‘I want Keir Starmer to have a sudden massive personality change’: gen Z on their hopes for a Labour government

People aged 32 or younger have lived under a Conservative government their entire adult lives. We asked young Observer readers what they want to see from their first incoming Labour government – and if they’re feeling hopeful about Britain’s future.

‘If Labour doesn’t change much in the next five years, we could be facing a far-right threat’

Amelia Williams, 27, PhD student, south London

I tried to be hopeful: I’m not at the moment. I would like to see a lot more radicalism than what was in the [Labour] manifesto. I’m worried that, if Labour doesn’t change much in the next five years, we could be facing a far-right threat in the way that Europe and the US are. I think it’s a really important time for Labour to show what a left-leaning government can do for people to actually make some material difference in their lives and reverse some of the austerity damage.

I’d like to see more compassion towards people with disabilities and mental health problems and people in poverty. Based on what Keir Starmer and Rachel Reeves have said in the past, I’m not hopeful that they’re going to bring that kind of compassion and imagination that I think politics needs right now.

‘I would love to see more protection for private renters’

Kieran Wall.

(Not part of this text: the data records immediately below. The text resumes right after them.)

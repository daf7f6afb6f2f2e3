//! The reservation guard: checkout as one atomic transaction.
//!
//! Given a cart, re-fetch every product fresh under a row lock, reserve
//! all line items or none, compute totals from server-trusted prices, and
//! create the order in `pending`. Between the availability check and the
//! reservation no other checkout can observe a stale figure, because both
//! happen under the same per-product lock.

use chrono::{DateTime, Utc};
use heron_core::{Money, OrderOwner, ProductId};
use rand::Rng;
use serde::Deserialize;
use sqlx::PgPool;

use crate::config::PricingPolicy;
use crate::db::inventory::LedgerError;
use crate::db::orders::{NewOrder, NewOrderItem};
use crate::db::{self, RepositoryError, inventory, orders};
use crate::models::{Address, Order, Product};

/// Bound on transparent retries after a lost transaction race or an
/// order-number collision.
const MAX_ATTEMPTS: u32 = 3;

/// One requested line of a cart.
#[derive(Debug, Clone, Copy, Deserialize)]
pub struct CartLine {
    pub product_id: ProductId,
    pub quantity: i32,
}

/// A validated checkout request.
#[derive(Debug)]
pub struct CheckoutRequest {
    pub owner: OrderOwner,
    pub items: Vec<CartLine>,
    pub shipping_address: Address,
}

/// The order created by a successful checkout.
#[derive(Debug)]
pub struct CheckoutOutcome {
    pub order: Order,
}

/// Errors surfaced by checkout, specific enough for a shopper-facing
/// message without leaking internal identifiers.
#[derive(Debug, thiserror::Error)]
pub enum CheckoutError {
    #[error("cart is empty")]
    EmptyCart,

    #[error("invalid quantity for product {product_id}")]
    InvalidQuantity { product_id: ProductId },

    #[error("unknown product {product_id}")]
    UnknownProduct { product_id: ProductId },

    /// The product was removed or deactivated since the cart was built.
    #[error("'{name}' is no longer available")]
    ProductUnavailable { name: String },

    #[error("not enough stock for '{name}': {available} left")]
    InsufficientStock { name: String, available: i32 },

    #[error("order subtotal is below the {minimum} minimum")]
    OrderTooSmall { minimum: Money },

    #[error("order total overflows")]
    TotalOverflow,

    #[error(transparent)]
    Ledger(LedgerError),

    #[error(transparent)]
    Repository(#[from] RepositoryError),
}

impl From<LedgerError> for CheckoutError {
    fn from(err: LedgerError) -> Self {
        match err {
            LedgerError::ProductMissing(product_id) => Self::UnknownProduct { product_id },
            LedgerError::ProductUnavailable { name } => Self::ProductUnavailable { name },
            LedgerError::InsufficientStock { name, available } => {
                Self::InsufficientStock { name, available }
            }
            other => Self::Ledger(other),
        }
    }
}

/// Order totals computed from server-side prices.
#[derive(Debug, Clone, Copy, PartialEq, Eq)]
pub struct Totals {
    pub subtotal: Money,
    pub shipping: Money,
    pub tax: Money,
    pub total: Money,
}

/// Compute order totals under the pricing policy.
///
/// Subtotal from unit-price snapshots, flat shipping waived at the
/// threshold, tax on the subtotal in basis points, and the minimum-order
/// floor. Pure so the policy is testable without a database.
///
/// # Errors
///
/// `OrderTooSmall` below the minimum, `TotalOverflow` on pathological
/// amounts.
pub fn compute_totals(
    lines: &[NewOrderItem],
    policy: &PricingPolicy,
) -> Result<Totals, CheckoutError> {
    let mut subtotal = Money::ZERO;
    for line in lines {
        let line_total = line
            .unit_price
            .checked_mul(i64::from(line.quantity))
            .ok_or(CheckoutError::TotalOverflow)?;
        subtotal = subtotal
            .checked_add(line_total)
            .ok_or(CheckoutError::TotalOverflow)?;
    }

    if subtotal < policy.minimum_order {
        return Err(CheckoutError::OrderTooSmall {
            minimum: policy.minimum_order,
        });
    }

    let shipping = if subtotal >= policy.free_shipping_threshold {
        Money::ZERO
    } else {
        policy.shipping_flat_fee
    };
    let tax = subtotal.tax(policy.tax_basis_points);

    let total = subtotal
        .checked_add(shipping)
        .and_then(|t| t.checked_add(tax))
        .ok_or(CheckoutError::TotalOverflow)?;

    Ok(Totals {
        subtotal,
        shipping,
        tax,
        total,
    })
}

/// Generate a human-shareable order number, e.g. `ORD-20260829-7KQ2MX`.
///
/// Distinct from the internal id; uniqueness is enforced by the database
/// and collisions are regenerated.
fn generate_order_number(now: DateTime<Utc>) -> String {
    // Skips 0/O and 1/I so the number survives being read out loud.
    const ALPHABET: &[u8] = b"23456789ABCDEFGHJKLMNPQRSTUVWXYZ";
    let mut rng = rand::rng();
    let suffix: String = (0..6)
        .map(|_| {
            let idx = rng.random_range(0..ALPHABET.len());
            char::from(ALPHABET[idx])
        })
        .collect();
    format!("ORD-{}-{suffix}", now.format("%Y%m%d"))
}

/// Place an order: reserve stock for every line item and create the order
/// in `pending`, all inside one transaction.
///
/// Transient conflicts (serialization failures, deadlocks, order-number
/// collisions) are retried up to [`MAX_ATTEMPTS`] times; exhaustion
/// surfaces as `InsufficientStock` against the scarcest line, since a
/// shopper who keeps losing the race for the same units experiences the
/// same event as the units being gone.
///
/// # Errors
///
/// See [`CheckoutError`]; validation failures reject the whole cart and
/// leave no partial reservations behind.
pub async fn place_order(
    pool: &PgPool,
    policy: &PricingPolicy,
    request: &CheckoutRequest,
) -> Result<CheckoutOutcome, CheckoutError> {
    if request.items.is_empty() {
        return Err(CheckoutError::EmptyCart);
    }
    for line in &request.items {
        if line.quantity < 1 {
            return Err(CheckoutError::InvalidQuantity {
                product_id: line.product_id,
            });
        }
    }

    // Lock products in a stable order so concurrent checkouts with
    // overlapping carts cannot deadlock.
    let mut lines = request.items.clone();
    lines.sort_by_key(|line| line.product_id);

    let mut attempt = 0;
    loop {
        attempt += 1;
        match try_place_order(pool, policy, request, &lines).await {
            Ok(outcome) => return Ok(outcome),
            Err(err) if attempt < MAX_ATTEMPTS && is_retryable(&err) => {
                tracing::debug!(attempt, error = %err, "checkout transaction retry");
            }
            Err(err) if is_retryable(&err) => {
                tracing::warn!(error = %err, "checkout conflict retries exhausted");
                return Err(stock_contention_error(pool, &lines).await);
            }
            Err(err) => return Err(err),
        }
    }
}

/// Build the `InsufficientStock` error reported when conflict retries run
/// out, from a fresh unlocked snapshot of the cart's products.
async fn stock_contention_error(pool: &PgPool, lines: &[CartLine]) -> CheckoutError {
    let ids: Vec<ProductId> = lines.iter().map(|line| line.product_id).collect();
    let products = inventory::get_many(pool, &ids).await.unwrap_or_default();

    scarcest_line(lines, &products).map_or(
        CheckoutError::InsufficientStock {
            name: "the requested items".to_owned(),
            available: 0,
        },
        |(name, available)| CheckoutError::InsufficientStock { name, available },
    )
}

/// The line to blame under contention: least headroom between current
/// availability and the requested quantity.
fn scarcest_line(lines: &[CartLine], products: &[Product]) -> Option<(String, i32)> {
    lines
        .iter()
        .filter_map(|line| {
            products
                .iter()
                .find(|product| product.id == line.product_id)
                .map(|product| {
                    let available = product.available();
                    (product.name.clone(), available, available - line.quantity)
                })
        })
        .min_by_key(|&(_, _, headroom)| headroom)
        .map(|(name, available, _)| (name, available))
}

fn is_retryable(err: &CheckoutError) -> bool {
    match err {
        CheckoutError::Repository(RepositoryError::Conflict(_)) => true,
        CheckoutError::Repository(RepositoryError::Database(db_err))
        | CheckoutError::Ledger(LedgerError::Database(db_err)) => {
            db::is_retryable_conflict(db_err)
        }
        _ => false,
    }
}

async fn try_place_order(
    pool: &PgPool,
    policy: &PricingPolicy,
    request: &CheckoutRequest,
    lines: &[CartLine],
) -> Result<CheckoutOutcome, CheckoutError> {
    let mut tx = pool.begin().await.map_err(RepositoryError::Database)?;

    // Reserve every line under its row lock; the first failure aborts the
    // transaction and rolls back all earlier holds.
    let mut priced = Vec::with_capacity(lines.len());
    for line in lines {
        let product = inventory::reserve(&mut tx, line.product_id, line.quantity).await?;
        priced.push(NewOrderItem {
            product_id: product.id,
            product_name: product.name,
            quantity: line.quantity,
            unit_price: product.price,
        });
    }

    let totals = compute_totals(&priced, policy)?;
    let order_number = generate_order_number(Utc::now());

    let order = orders::insert(
        &mut tx,
        &NewOrder {
            order_number: &order_number,
            owner: &request.owner,
            subtotal: totals.subtotal,
            shipping: totals.shipping,
            tax: totals.tax,
            total: totals.total,
            shipping_address: &request.shipping_address,
            items: &priced,
        },
    )
    .await?;

    tx.commit().await.map_err(RepositoryError::Database)?;

    tracing::info!(
        order_id = %order.id,
        order_number = %order.order_number,
        owner = %order.owner,
        total = %order.total,
        "order placed"
    );

    Ok(CheckoutOutcome { order })
}
//! Order and payment status state machines.
//!
//! The transition *shape* lives here as pure logic so it can be exercised
//! without a database. Transition *guards* that need request context (a
//! tracking number, a cancel reason) are enforced by the fulfillment
//! service on top of these rules.

use serde::{Deserialize, Serialize};

/// Order lifecycle status.
///
/// ```text
/// Pending -> Confirmed -> Processing -> Shipped -> Delivered
///     \           \            \
///      +-----------+------------+--> Cancelled / Refunded
/// ```
///
/// `Pending` is the only initial state. `Delivered`, `Cancelled`, and
/// `Refunded` are terminal. Cancellation is no longer possible once the
/// order has shipped.
#[derive(Debug, Clone, Copy, PartialEq, Eq, Hash, Serialize, Deserialize, Default)]
#[serde(rename_all = "snake_case")]
pub enum OrderStatus {
    #[default]
    Pending,
    Confirmed,
    Processing,
    Shipped,
    Delivered,
    Cancelled,
    Refunded,
}

impl OrderStatus {
    /// Whether this status admits no further transitions.
    #[must_use]
    pub const fn is_terminal(self) -> bool {
        matches!(self, Self::Delivered | Self::Cancelled | Self::Refunded)
    }

    /// Whether the order may still be cancelled from this status.
    ///
    /// Once shipped, cancellation becomes a return/refund flow handled
    /// outside this state machine.
    #[must_use]
    pub const fn is_cancellable(self) -> bool {
        matches!(self, Self::Pending | Self::Confirmed | Self::Processing)
    }

    /// Whether `self -> target` is a permitted transition.
    #[must_use]
    pub const fn can_transition_to(self, target: Self) -> bool {
        match (self, target) {
            (Self::Pending, Self::Confirmed)
            | (Self::Confirmed, Self::Processing)
            | (Self::Processing, Self::Shipped)
            | (Self::Shipped, Self::Delivered) => true,
            (from, Self::Cancelled) => from.is_cancellable(),
            // Refunds only make sense once money actually moved.
            (Self::Confirmed | Self::Processing | Self::Shipped | Self::Delivered, Self::Refunded) => {
                true
            }
            _ => false,
        }
    }

    /// Database text representation.
    #[must_use]
    pub const fn as_str(self) -> &'static str {
        match self {
            Self::Pending => "pending",
            Self::Confirmed => "confirmed",
            Self::Processing => "processing",
            Self::Shipped => "shipped",
            Self::Delivered => "delivered",
            Self::Cancelled => "cancelled",
            Self::Refunded => "refunded",
        }
    }
}

impl std::fmt::Display for OrderStatus {
    fn fmt(&self, f: &mut std::fmt::Formatter<'_>) -> std::fmt::Result {
        f.write_str(self.as_str())
    }
}

impl std::str::FromStr for OrderStatus {
    type Err = String;

    fn from_str(s: &str) -> Result<Self, Self::Err> {
        match s {
            "pending" => Ok(Self::Pending),
            "confirmed" => Ok(Self::Confirmed),
            "processing" => Ok(Self::Processing),
            "shipped" => Ok(Self::Shipped),
            "delivered" => Ok(Self::Delivered),
            "cancelled" => Ok(Self::Cancelled),
            "refunded" => Ok(Self::Refunded),
            _ => Err(format!("invalid order status: {s}")),
        }
    }
}

/// Payment status, tracked separately from fulfillment status.
#[derive(Debug, Clone, Copy, PartialEq, Eq, Hash, Serialize, Deserialize, Default)]
#[serde(rename_all = "snake_case")]
pub enum PaymentStatus {
    #[default]
    Pending,
    Paid,
    Refunded,
}

impl PaymentStatus {
    /// Database text representation.
    #[must_use]
    pub const fn as_str(self) -> &'static str {
        match self {
            Self::Pending => "pending",
            Self::Paid => "paid",
            Self::Refunded => "refunded",
        }
    }
}

impl std::fmt::Display for PaymentStatus {
    fn fmt(&self, f: &mut std::fmt::Formatter<'_>) -> std::fmt::Result {
        f.write_str(self.as_str())
    }
}

impl std::str::FromStr for PaymentStatus {
    type Err = String;

    fn from_str(s: &str) -> Result<Self, Self::Err> {
        match s {
            "pending" => Ok(Self::Pending),
            "paid" => Ok(Self::Paid),
            "refunded" => Ok(Self::Refunded),
            _ => Err(format!("invalid payment status: {s}")),
        }
    }
}

#[cfg(test)]
mod tests {
    use super::*;

    const ALL: [OrderStatus; 7] = [
        OrderStatus::Pending,
        OrderStatus::Confirmed,
        OrderStatus::Processing,
        OrderStatus::Shipped,
        OrderStatus::Delivered,
        OrderStatus::Cancelled,
        OrderStatus::Refunded,
    ];

    #[test]
    fn happy_path_is_permitted() {
        assert!(OrderStatus::Pending.can_transition_to(OrderStatus::Confirmed));
        assert!(OrderStatus::Confirmed.can_transition_to(OrderStatus::Processing));
        assert!(OrderStatus::Processing.can_transition_to(OrderStatus::Shipped));
        assert!(OrderStatus::Shipped.can_transition_to(OrderStatus::Delivered));
    }

    #[test]
    fn terminal_states_admit_nothing() {
        for terminal in [
            OrderStatus::Delivered,
            OrderStatus::Cancelled,
            OrderStatus::Refunded,
        ] {
            assert!(terminal.is_terminal());
            for target in ALL {
                if terminal == OrderStatus::Delivered && target == OrderStatus::Refunded {
                    // delivered orders can still be refunded
                    continue;
                }
                assert!(
                    !terminal.can_transition_to(target),
                    "{terminal} -> {target} should be rejected"
                );
            }
        }
    }

    #[test]
    fn cancellation_is_blocked_after_shipment() {
        assert!(OrderStatus::Pending.can_transition_to(OrderStatus::Cancelled));
        assert!(OrderStatus::Confirmed.can_transition_to(OrderStatus::Cancelled));
        assert!(OrderStatus::Processing.can_transition_to(OrderStatus::Cancelled));
        assert!(!OrderStatus::Shipped.can_transition_to(OrderStatus::Cancelled));
        assert!(!OrderStatus::Delivered.can_transition_to(OrderStatus::Cancelled));
        assert!(!OrderStatus::Cancelled.can_transition_to(OrderStatus::Cancelled));
    }

    #[test]
    fn skipping_states_is_rejected() {
        assert!(!OrderStatus::Pending.can_transition_to(OrderStatus::Shipped));
        assert!(!OrderStatus::Pending.can_transition_to(OrderStatus::Delivered));
        assert!(!OrderStatus::Confirmed.can_transition_to(OrderStatus::Delivered));
    }

    #[test]
    fn refund_requires_money_to_have_moved() {
        assert!(!OrderStatus::Pending.can_transition_to(OrderStatus::Refunded));
        assert!(OrderStatus::Confirmed.can_transition_to(OrderStatus::Refunded));
        assert!(OrderStatus::Delivered.can_transition_to(OrderStatus::Refunded));
    }

    #[test]
    fn status_round_trips_through_text() {
        for status in ALL {
            let parsed: OrderStatus = status.as_str().parse().expect("parse back");
            assert_eq!(parsed, status);
        }
        assert!("sideways".parse::<OrderStatus>().is_err());
    }
}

Photograph: Kieran Wall/Guardian Community

Kieran Wall, 25, works in the film and TV industry, Chiswick, west London. Voted Labour

I’m certainly more hopeful than I was before watching Starmer’s speech as prime minister … there’s optimism now he has secured a majority.

I would love to see more protection for private renters, like the abolition of no-fault evictions and rent controls. Last year, I had to deal with a section 21 no-fault eviction at great personal expense because my landlord wanted to put the rent up.

Even though I’m on a slightly higher wage than when I moved to London two years ago, it’s not enough to save in a meaningful way. My rent is more than half my monthly wage, and even though I’ve moved up a bit with my job, I feel like people like me are punished.

‘Labour’s won because everyone’s sick of the Conservatives’

Atriah Thums, 25, welfare rights caseworker, Leeds. Voted Green

I want Keir Starmer to suddenly have a massive personality change. I want him to say: “My vague policies – that could appeal to anyone – were an absolute fantastic lie. I’m going to nationalise everything. I’m going to pour money into green energy. We’re going to stop calling immigrants ‘illegal’. We’re going to completely reform these horrific detention centres and we’re going to build loads of social housing.” That might be unpopular, but I think we need to do these things because the country is in ruin.

Labour’s won because everyone’s sick of the Conservatives; Keir Starmer hasn’t won the election. I don’t feel hopeful, but I’m more hopeful than if Rishi Sunak had stayed in power.

‘I’d like to see no-fault evictions stopped so we’re not displacing families’

Kayleigh Butler. Photograph: Kayleigh Butler

Kayleigh Butler, 22, Guildford. Voted Liberal Democrat

I hope there will be a lot less uncertainty with evictions as it’s really difficult to rent without it being a risk. My partner and I were issued a section 21 eviction notice and we struggled to find anywhere. We found somewhere in the end but it turned out not to be accessible. It was either that or be homeless. We didn’t feel supported and it was terrifying.

I’ve moved four or five times since I was 17 and have seen the ugly side of renting. I’d like to see rent caps and a clamping down on landlords. The main thing is to stop no-fault evictions so we’re not displacing families.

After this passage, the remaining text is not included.